LA 304 is an undivided two-lane highway for its entire length. The majority of the route is classified as a rural minor collector by the Louisiana Department of Transportation and Development (La DOTD). The average daily traffic in 2013 was reported as 1,490 vehicles.

In the pre-1955 state highway system, LA 304 was designated as State Route 486. LA 304 was created in the 1955 Louisiana Highway renumbering, and its route has remained the same to the present day.

As of 2012, the entire route of LA 304 is proposed for deletion as it does not meet a significant interurban travel function as determined by La DOTD's Road Transfer Program.

| Location | mi | km | Destinations | Notes |
| Laurel Grove | 0.0 | 0.0 | LA 308 (Bayou Road) – Thibodaux, Napoleonville | Southern terminus |
| Chackbay | 7.1 | 11.4 | LA 20 – Thibodaux, Vacherie | Northern terminus |
1.000 mi = 1.609 km; 1.000 km = 0.621 mi

==Louisiana Highway 306==

Louisiana Highway 306 (LA 306) runs 8.58 mi in a general north–south direction along Bayou Gauche Road from a dead end in Bayou Gauche to LA 631 in Paradis, St.

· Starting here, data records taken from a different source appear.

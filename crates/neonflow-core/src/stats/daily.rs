use std::collections::HashSet;

use chrono::{DateTime, Days, NaiveDate, TimeZone};
use serde::{Deserialize, Serialize};

use crate::ledger::Ledger;

/// How far back a streak is looked for.
pub const STREAK_LOOKBACK_DAYS: u32 = 30;

/// Focus totals for one calendar day.
#[derive(Debug, Clone, PartialEq, Serialize, Deserialize)]
#[serde(rename_all = "camelCase")]
pub struct DayStats {
    pub date: NaiveDate,
    /// Short weekday name, e.g. `Mon`.
    pub weekday: String,
    pub sessions: usize,
    pub minutes: f64,
}

fn focus_days<Tz: TimeZone>(ledger: &Ledger, tz: &Tz) -> HashSet<NaiveDate> {
    ledger
        .focus_sessions()
        .map(|s| s.completed_at.with_timezone(tz).date_naive())
        .collect()
}

/// Consecutive days with at least one focus session, counting back from
/// today. A today without sessions does not break the streak yet.
pub fn streak_days<Tz: TimeZone>(ledger: &Ledger, now: &DateTime<Tz>) -> u32 {
    let days = focus_days(ledger, &now.timezone());
    let today = now.date_naive();
    let mut streak = 0;

    for offset in 0..STREAK_LOOKBACK_DAYS {
        let Some(day) = today.checked_sub_days(Days::new(u64::from(offset))) else {
            break;
        };
        if days.contains(&day) {
            streak += 1;
        } else if offset > 0 {
            break;
        }
    }
    streak
}

/// The last seven calendar days, oldest first, today last.
pub fn daily_breakdown<Tz: TimeZone>(ledger: &Ledger, now: &DateTime<Tz>) -> Vec<DayStats> {
    let tz = now.timezone();
    let today = now.date_naive();

    (0..7u64)
        .rev()
        .filter_map(|offset| today.checked_sub_days(Days::new(offset)))
        .map(|date| {
            let (sessions, minutes) = ledger
                .focus_sessions()
                .filter(|s| s.completed_at.with_timezone(&tz).date_naive() == date)
                .fold((0usize, 0.0f64), |(n, m), s| (n + 1, m + s.minutes()));
            DayStats {
                date,
                weekday: date.format("%a").to_string(),
                sessions,
                minutes,
            }
        })
        .collect()
}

Charles Parish. The route connects the small community of Bayou Gauche to US 90, the area's main highway.

From the south, LA 306 begins at a small public boat launch and proceeds south a short distance. It then turns sharply to the northwest and travels alongside Bayou Gauche, passing a series of fishing camps and boat houses. After 2.5 mi, LA 306 curves to the north to follow a drainage canal and passes alongside a suburban neighborhood. It then intersects LA 632 (WPA Road), which heads west toward nearby Des Allemands. The two highways run concurrently for a short distance until LA 632 turns east onto Grand Bayou Road. LA 306 continues northward through a largely uninhabited area before intersecting US 90 in the small community of Paradis. LA 306 proceeds northwest for three blocks and terminates at LA 631 (Old Spanish Trail).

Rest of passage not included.